Required work: Write out the data in full, exactly as shown.

⁂

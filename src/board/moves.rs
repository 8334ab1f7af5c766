//! Move representation

use std::fmt;

use super::{Square, PROMOTION_RANK};

/// Move flag set
#[derive(Debug, Clone, Copy, PartialEq, Eq, Hash)]
pub enum MoveFlag {
    Quiet,
    /// Pawn advancing two ranks from its start rank
    DoubleStep,
    Capture,
}

/// A move from one square to another. Value type: two moves are equal when
/// origin, destination and flag all match.
#[derive(Debug, Clone, Copy, PartialEq, Eq, Hash)]
pub struct Move {
    pub from: Square,
    pub to: Square,
    pub flag: MoveFlag,
}

impl Move {
    #[inline]
    pub const fn new(from: Square, to: Square, flag: MoveFlag) -> Self {
        Self { from, to, flag }
    }

    #[inline]
    pub fn quiet(from: Square, to: Square) -> Self {
        Self::new(from, to, MoveFlag::Quiet)
    }

    #[inline]
    pub fn is_capture(self) -> bool {
        self.flag == MoveFlag::Capture
    }

    #[inline]
    pub fn is_double_step(self) -> bool {
        self.flag == MoveFlag::DoubleStep
    }

    /// Destination lies on the far rank. Only meaningful for pawn moves.
    #[inline]
    pub fn reaches_last_rank(self) -> bool {
        self.to.rank() == PROMOTION_RANK
    }
}

impl fmt::Display for Move {
    fn fmt(&self, f: &mut fmt::Formatter<'_>) -> fmt::Result {
        write!(f, "{}{}", self.from, self.to)
    }
}

/// Join moves as space separated coordinate text
pub fn format_line(moves: &[Move]) -> String {
    moves
        .iter()
        .map(ToString::to_string)
        .collect::<Vec<_>>()
        .join(" ")
}

#[cfg(test)]
mod tests {
    use super::*;

    #[test]
    fn test_move_display() {
        let mv = Move::new(Square::new(4, 1), Square::new(4, 3), MoveFlag::DoubleStep);
        assert_eq!(mv.to_string(), "e2e4");
    }

    #[test]
    fn test_move_value_equality() {
        let a = Move::quiet(Square::new(0, 1), Square::new(0, 2));
        let b = Move::new(Square::new(0, 1), Square::new(0, 2), MoveFlag::Quiet);
        let c = Move::new(Square::new(0, 1), Square::new(0, 2), MoveFlag::Capture);
        assert_eq!(a, b);
        assert_ne!(a, c);
    }

    #[test]
    fn test_reaches_last_rank() {
        assert!(Move::quiet(Square::new(2, 6), Square::new(2, 7)).reaches_last_rank());
        assert!(!Move::quiet(Square::new(2, 5), Square::new(2, 6)).reaches_last_rank());
    }

    #[test]
    fn test_format_line() {
        let line = [
            Move::quiet(Square::new(0, 1), Square::new(0, 2)),
            Move::quiet(Square::new(3, 7), Square::new(3, 4)),
        ];
        assert_eq!(format_line(&line), "a2a3 d8d5");
        assert_eq!(format_line(&[]), "");
    }
}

⁂

The answer:
filename src/board/moves.rs
repository 8334ab1f7af5c766
//! Move representation

use std::fmt;

use super::{Square, PROMOTION_RANK};

/// Move flag set
#[derive(Debug, Clone, Copy, PartialEq, Eq, Hash)]
pub enum MoveFlag {
    Quiet,
    /// Pawn advancing two ranks from its start rank
    DoubleStep,
    Capture,
}

/// A move from one square to another. Value type: two moves are equal when
/// origin, destination and flag all match.
#[derive(Debug, Clone, Copy, PartialEq, Eq, Hash)]
pub struct Move {
    pub from: Square,
    pub to: Square,
    pub flag: MoveFlag,
}

impl Move {
    #[inline]
    pub const fn new(from: Square, to: Square, flag: MoveFlag) -> Self {
        Self { from, to, flag }
    }

    #[inline]
    pub fn quiet(from: Square, to: Square) -> Self {
        Self::new(from, to, MoveFlag::Quiet)
    }

    #[inline]
    pub fn is_capture(self) -> bool {
        self.flag == MoveFlag::Capture
    }

    #[inline]
    pub fn is_double_step(self) -> bool {
        self.flag == MoveFlag::DoubleStep
    }

    /// Destination lies on the far rank. Only meaningful for pawn moves.
    #[inline]
    pub fn reaches_last_rank(self) -> bool {
        self.to.rank() == PROMOTION_RANK
    }
}

impl fmt::Display for Move {
    fn fmt(&self, f: &mut fmt::Formatter<'_>) -> fmt::Result {
        write!(f, "{}{}", self.from, self.to)
    }
}

/// Join moves as space separated coordinate text
pub fn format_line(moves: &[Move]) -> String {
    moves
        .iter()
        .map(ToString::to_string)
        .collect::<Vec<_>>()
        .join(" ")
}

#[cfg(test)]
mod tests {
    use super::*;

    #[test]
    fn test_move_display() {
        let mv = Move::new(Square::new(4, 1), Square::new(4, 3), MoveFlag::DoubleStep);
        assert_eq!(mv.to_string(), "e2e4");
    }

    #[test]
    fn test_move_value_equality() {
        let a = Move::quiet(Square::new(0, 1), Square::new(0, 2));
        let b = Move::new(Square::new(0, 1), Square::new(0, 2), MoveFlag::Quiet);
        let c = Move::new(Square::new(0, 1), Square::new(0, 2), MoveFlag::Capture);
        assert_eq!(a, b);
        assert_ne!(a, c);
    }

    #[test]
    fn test_reaches_last_rank() {
        assert!(Move::quiet(Square::new(2, 6), Square::new(2, 7)).reaches_last_rank());
        assert!(!Move::quiet(Square::new(2, 5), Square::new(2, 6)).reaches_last_rank());
    }

    #[test]
    fn test_format_line() {
        let line = [
            Move::quiet(Square::new(0, 1), Square::new(0, 2)),
            Move::quiet(Square::new(3, 7), Square::new(3, 4)),
        ];
        assert_eq!(format_line(&line), "a2a3 d8d5");
        assert_eq!(format_line(&[]), "");
    }
}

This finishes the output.